RECORD SET
//! Provider event translation.
//!
//! Every provider event updates the model first and is then republished as
//! a [`PlayerEvent`]. Player-state events reporting `Loading` or `Stalled`
//! are preceded by a diagnostic event and republished as `Buffering`.

use crate::model::PlaybackModel;
use crate::qoe::FIRST_FRAME;
use crate::state::{ModelChange, PlayerState};
use bridge_traits::{ProviderEvent, ProviderState};
use core_runtime::events::PlayerEvent;
use std::time::Instant;
use tracing::trace;

impl PlaybackModel {
    /// Applies one provider event and republishes it.
    pub fn handle_provider_event(&mut self, event: ProviderEvent) {
        trace!(event = event.kind(), "Provider event");

        let event = match event {
            ProviderEvent::Mute { mute } => {
                self.set(ModelChange::Mute(mute));
                event
            }
            ProviderEvent::Volume { volume } => {
                self.set(ModelChange::Volume(volume));
                event
            }
            ProviderEvent::PlayerState(mut change) => {
                match change.newstate {
                    ProviderState::Loading => {
                        self.publish(PlayerEvent::ProviderLoading(change));
                        change.newstate = ProviderState::Buffering;
                    }
                    ProviderState::Stalled => {
                        self.publish(PlayerEvent::ProviderStalled(change));
                        change.newstate = ProviderState::Buffering;
                    }
                    _ => {}
                }

                let state = PlayerState::from_provider(change.newstate);
                if state != self.state.state() {
                    trace!(from = %self.state.state(), to = %state, "Player state transition");
                }
                self.set(ModelChange::State(state));
                ProviderEvent::PlayerState(change)
            }
            ProviderEvent::Buffer { buffer_percent } => {
                self.set(ModelChange::Buffer(buffer_percent));
                event
            }
            ProviderEvent::Time { position, duration } => {
                self.set(ModelChange::Position(position));
                self.set(ModelChange::Duration(duration));
                if position > 0.0 {
                    self.qoe.mark(FIRST_FRAME, Instant::now());
                }
                event
            }
            ProviderEvent::Other { .. } => event,
        };

        self.publish(PlayerEvent::from(event));
    }

    /// Handles every provider event that is already queued. Returns how many
    /// were handled.
    pub fn pump_provider_events(&mut self) -> usize {
        let mut handled = 0;
        loop {
            let next = match self.provider_events.as_mut() {
                Some(receiver) => receiver.try_recv().ok(),
                None => None,
            };
            let Some(event) = next else {
                break;
            };
            self.handle_provider_event(event);
            handled += 1;
        }
        handled
    }

    /// Waits for the next event of the active provider and handles it.
    ///
    /// Returns `false` when there is no active provider or it dropped its
    /// listener.
    pub async fn next_provider_event(&mut self) -> bool {
        let next = match self.provider_events.as_mut() {
            Some(receiver) => receiver.recv().await,
            None => None,
        };

        match next {
            Some(event) => {
                self.handle_provider_event(event);
                true
            }
            None => false,
        }
    }
}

GOAL OF THE EXERCISE
Could you write out the material above exactly as it appears?

SOLUTION FOR THIS EXERCISE
//! Provider event translation.
//!
//! Every provider event updates the model first and is then republished as
//! a [`PlayerEvent`]. Player-state events reporting `Loading` or `Stalled`
//! are preceded by a diagnostic event and republished as `Buffering`.

use crate::model::PlaybackModel;
use crate::qoe::FIRST_FRAME;
use crate::state::{ModelChange, PlayerState};
use bridge_traits::{ProviderEvent, ProviderState};
use core_runtime::events::PlayerEvent;
use std::time::Instant;
use tracing::trace;

impl PlaybackModel {
    /// Applies one provider event and republishes it.
    pub fn handle_provider_event(&mut self, event: ProviderEvent) {
        trace!(event = event.kind(), "Provider event");

        let event = match event {
            ProviderEvent::Mute { mute } => {
                self.set(ModelChange::Mute(mute));
                event
            }
            ProviderEvent::Volume { volume } => {
                self.set(ModelChange::Volume(volume));
                event
            }
            ProviderEvent::PlayerState(mut change) => {
                match change.newstate {
                    ProviderState::Loading => {
                        self.publish(PlayerEvent::ProviderLoading(change));
                        change.newstate = ProviderState::Buffering;
                    }
                    ProviderState::Stalled => {
                        self.publish(PlayerEvent::ProviderStalled(change));
                        change.newstate = ProviderState::Buffering;
                    }
                    _ => {}
                }

                let state = PlayerState::from_provider(change.newstate);
                if state != self.state.state() {
                    trace!(from = %self.state.state(), to = %state, "Player state transition");
                }
                self.set(ModelChange::State(state));
                ProviderEvent::PlayerState(change)
            }
            ProviderEvent::Buffer { buffer_percent } => {
                self.set(ModelChange::Buffer(buffer_percent));
                event
            }
            ProviderEvent::Time { position, duration } => {
                self.set(ModelChange::Position(position));
                self.set(ModelChange::Duration(duration));
                if position > 0.0 {
                    self.qoe.mark(FIRST_FRAME, Instant::now());
                }
                event
            }
            ProviderEvent::Other { .. } => event,
        };

        self.publish(PlayerEvent::from(event));
    }

    /// Handles every provider event that is already queued. Returns how many
    /// were handled.
    pub fn pump_provider_events(&mut self) -> usize {
        let mut handled = 0;
        loop {
            let next = match self.provider_events.as_mut() {
                Some(receiver) => receiver.try_recv().ok(),
                None => None,
            };
            let Some(event) = next else {
                break;
            };
            self.handle_provider_event(event);
            handled += 1;
        }
        handled
    }

    /// Waits for the next event of the active provider and handles it.
    ///
    /// Returns `false` when there is no active provider or it dropped its
    /// listener.
    pub async fn next_provider_event(&mut self) -> bool {
        let next = match self.provider_events.as_mut() {
            Some(receiver) => receiver.recv().await,
            None => None,
        };

        match next {
            Some(event) => {
                self.handle_provider_event(event);
                true
            }
            None => false,
        }
    }
}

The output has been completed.